EXERCISE INSTRUCTIONS
Consider the listing below. Extract exactly the lines from the line containing "self.fields_len() + u64::from(sig.v).length()" to the line containing "pub fn encoded_for_signing(&self)", both included.

DATA SUPPLIED
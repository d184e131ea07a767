//! Wire encoding for confidential compute records and requests.
//!
//! ```text
//! record  = 0x42 || rlp([nonce, gasPrice, gas, to, value, data,
//!                        executionNode, confidentialInputsHash, chainId])
//! request = 0x43 || rlp([ rlp([nonce, gasPrice, gas, to, value, data,
//!                              executionNode, confidentialInputsHash, chainId,
//!                              v, r, s]),
//!                         confidentialInputs ])
//! ```
//!
//! `to` and `executionNode` are encoded as the empty string when absent.
//! Decoding is strict: every decoder re-encodes canonically to its input.

use alloy::primitives::{Address, Bytes, TxKind, B256, U256};
use alloy::rlp::{BufMut, Decodable, Encodable, Header, EMPTY_STRING_CODE};

use crate::suave::types::{
    ConfidentialComputeRecord, ConfidentialComputeRequest, RecordSignature, SuaveError,
    SuaveResult, SuaveTransaction, SuaveTxType,
};

fn optional_address_length(addr: &Option<Address>) -> usize {
    addr.as_ref().map_or(1, |addr| addr.length())
}

fn encode_optional_address(addr: &Option<Address>, out: &mut dyn BufMut) {
    match addr {
        Some(addr) => addr.encode(out),
        None => out.put_u8(EMPTY_STRING_CODE),
    }
}

fn decode_optional_address(buf: &mut &[u8]) -> alloy::rlp::Result<Option<Address>> {
    if buf.first() == Some(&EMPTY_STRING_CODE) {
        *buf = &buf[1..];
        return Ok(None);
    }
    Address::decode(buf).map(Some)
}

/// Decode a list header and return the payload slice, advancing `buf` past it.
fn decode_list<'a>(buf: &mut &'a [u8]) -> alloy::rlp::Result<&'a [u8]> {
    let header = Header::decode(buf)?;
    if !header.list {
        return Err(alloy::rlp::Error::UnexpectedString);
    }
    if buf.len() < header.payload_length {
        return Err(alloy::rlp::Error::InputTooShort);
    }
    let (payload, rest) = buf.split_at(header.payload_length);
    *buf = rest;
    Ok(payload)
}

fn expect_consumed(payload: &[u8]) -> alloy::rlp::Result<()> {
    if payload.is_empty() {
        Ok(())
    } else {
        Err(alloy::rlp::Error::Custom("trailing bytes in list"))
    }
}

/// Strip the type byte and check it against `expected`.
fn strip_type<'a>(bytes: &'a [u8], expected: SuaveTxType) -> SuaveResult<&'a [u8]> {
    let (&ty, rest) = bytes
        .split_first()
        .ok_or(SuaveError::Decode(alloy::rlp::Error::InputTooShort))?;
    let found = SuaveTxType::try_from(ty)?;
    if found != expected {
        return Err(SuaveError::InvalidTransactionType { expected, found });
    }
    Ok(rest)
}

impl ConfidentialComputeRecord {
    fn fields_len(&self) -> usize {
        self.nonce.length()
            + self.gas_price.length()
            + self.gas.length()
            + self.to.length()
            + self.value.length()
            + self.input.length()
            + optional_address_length(&self.execution_node)
            + self.confidential_inputs_hash.length()
            + self.chain_id.length()
    }

    fn encode_fields(&self, out: &mut dyn BufMut) {
        self.nonce.encode(out);
        self.gas_price.encode(out);
        self.gas.encode(out);
        self.to.encode(out);
        self.value.encode(out);
        self.input.encode(out);
        encode_optional_address(&self.execution_node, out);
        self.confidential_inputs_hash.encode(out);
        self.chain_id.encode(out);
    }

    fn decode_fields(buf: &mut &[u8]) -> alloy::rlp::Result<Self> {
        Ok(Self {
            nonce: Decodable::decode(buf)?,
            gas_price: Decodable::decode(buf)?,
            gas: Decodable::decode(buf)?,
            to: TxKind::decode(buf)?,
            value: U256::decode(buf)?,
            input: Bytes::decode(buf)?,
            execution_node: decode_optional_address(buf)?,
            confidential_inputs_hash: B256::decode(buf)?,
            chain_id: Decodable::decode(buf)?,
        })
    }

    fn signed_fields_len(&self, sig: &RecordSignature) -> usize {
        self.fields_len() + u64::from(sig.v).length() + sig.r.length() + sig.s.length()
    }

    /// Record encoding without signature, prefixed with its type byte.
    ///
    /// This is the byte string whose keccak256 is signed.
    pub fn encoded_for_signing(&self) -> Vec<u8> {
        let payload_length = self.fields_len();
        let header = Header {
            list: true,
            payload_length,
        };
        let mut out = Vec::with_capacity(1 + header.length() + payload_length);
        out.put_u8(SuaveTxType::ConfidentialRecord.into());
        header.encode(&mut out);
        self.encode_fields(&mut out);
        out
    }

    /// Decode a type-prefixed unsigned record.
    pub fn decode_for_signing(bytes: &[u8]) -> SuaveResult<Self> {
        let mut buf = strip_type(bytes, SuaveTxType::ConfidentialRecord)?;
        let mut payload = decode_list(&mut buf)?;
        let record = Self::decode_fields(&mut payload)?;
        expect_consumed(payload)?;
        expect_consumed(buf)?;
        Ok(record)
    }
}

impl ConfidentialComputeRequest {
    fn encode_signed_record(&self, out: &mut dyn BufMut) {
        let record = self.record();
        let sig = self.signature();
        Header {
            list: true,
            payload_length: record.signed_fields_len(sig),
        }
        .encode(out);
        record.encode_fields(out);
        u64::from(sig.v).encode(out);
        sig.r.encode(out);
        sig.s.encode(out);
    }

    fn signed_record_length(&self) -> usize {
        let payload_length = self.record().signed_fields_len(self.signature());
        Header {
            list: true,
            payload_length,
        }
        .length()
            + payload_length
    }

    /// Request wire encoding, prefixed with its type byte.
    pub fn encoded(&self) -> Vec<u8> {
        let payload_length = self.signed_record_length() + self.confidential_inputs().length();
        let header = Header {
            list: true,
            payload_length,
        };
        let mut out = Vec::with_capacity(1 + header.length() + payload_length);
        out.put_u8(SuaveTxType::ConfidentialRequest.into());
        header.encode(&mut out);
        self.encode_signed_record(&mut out);
        self.confidential_inputs().encode(&mut out);
        out
    }

    /// Decode a type-prefixed confidential request.
    ///
    /// Fails if the embedded inputs hash does not match the carried inputs.
    pub fn decode(bytes: &[u8]) -> SuaveResult<Self> {
        let mut buf = strip_type(bytes, SuaveTxType::ConfidentialRequest)?;
        let mut outer = decode_list(&mut buf)?;
        expect_consumed(buf)?;

        let mut signed = decode_list(&mut outer)?;
        let record = ConfidentialComputeRecord::decode_fields(&mut signed)?;
        let v = u64::decode(&mut signed)?;
        let r = U256::decode(&mut signed)?;
        let s = U256::decode(&mut signed)?;
        expect_consumed(signed)?;

        let inputs = Bytes::decode(&mut outer)?;
        expect_consumed(outer)?;

        let signature = RecordSignature::from_wire(r, s, v)?;
        Self::new(record, signature, inputs)
    }
}

impl SuaveTransaction {
    /// Type-prefixed wire bytes of either shape.
    pub fn encoded(&self) -> Vec<u8> {
        match self {
            SuaveTransaction::Record(record) => record.encoded_for_signing(),
            SuaveTransaction::Request(request) => request.encoded(),
        }
    }

    /// Decode either shape, dispatching on the type byte.
    pub fn decode(bytes: &[u8]) -> SuaveResult<Self> {
        let ty = bytes
            .first()
            .ok_or(SuaveError::Decode(alloy::rlp::Error::InputTooShort))?;
        match SuaveTxType::try_from(*ty)? {
            SuaveTxType::ConfidentialRecord => {
                ConfidentialComputeRecord::decode_for_signing(bytes).map(SuaveTransaction::Record)
            }
            SuaveTxType::ConfidentialRequest => {
                ConfidentialComputeRequest::decode(bytes).map(SuaveTransaction::Request)
            }
        }
    }
}
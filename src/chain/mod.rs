//! Chain definitions.
//!
//! Only the SUAVE Rigil testnet is known by default. Other deployments are
//! described through [`crate::config::ChainConfig`] and override the chain id
//! used when a request leaves it unset.

use serde::Serialize;

/// Static description of a SUAVE network.
#[derive(Debug, Clone, Copy, PartialEq, Eq, Serialize)]
pub struct SuaveChain {
    /// EIP-155 chain id.
    pub id: u64,
    /// Human-readable network name.
    pub name: &'static str,
    /// Public JSON-RPC endpoint.
    pub rpc_url: &'static str,
}

/// SUAVE Rigil testnet.
pub const SUAVE_RIGIL: SuaveChain = SuaveChain {
    id: 16_813_125,
    name: "Suave Rigil Testnet",
    rpc_url: "https://rpc.rigil.suave.flashbots.net",
};

impl SuaveChain {
    /// Look up a known chain by id.
    pub fn from_id(id: u64) -> Option<Self> {
        match id {
            id if id == SUAVE_RIGIL.id => Some(SUAVE_RIGIL),
            _ => None,
        }
    }
}

impl Default for SuaveChain {
    fn default() -> Self {
        SUAVE_RIGIL
    }
}

#[cfg(test)]
mod tests {
    use super::*;

    #[test]
    fn test_rigil_is_default() {
        assert_eq!(SuaveChain::default().id, 16_813_125);
        assert_eq!(SuaveChain::from_id(16_813_125), Some(SUAVE_RIGIL));
        assert_eq!(SuaveChain::from_id(1), None);
    }
}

OUTPUT FOR THIS EXERCISE
        self.fields_len() + u64::from(sig.v).length() + sig.r.length() + sig.s.length()
    }

    /// Record encoding without signature, prefixed with its type byte.
    ///
    /// This is the byte string whose keccak256 is signed.
    pub fn encoded_for_signing(&self) -> Vec<u8> {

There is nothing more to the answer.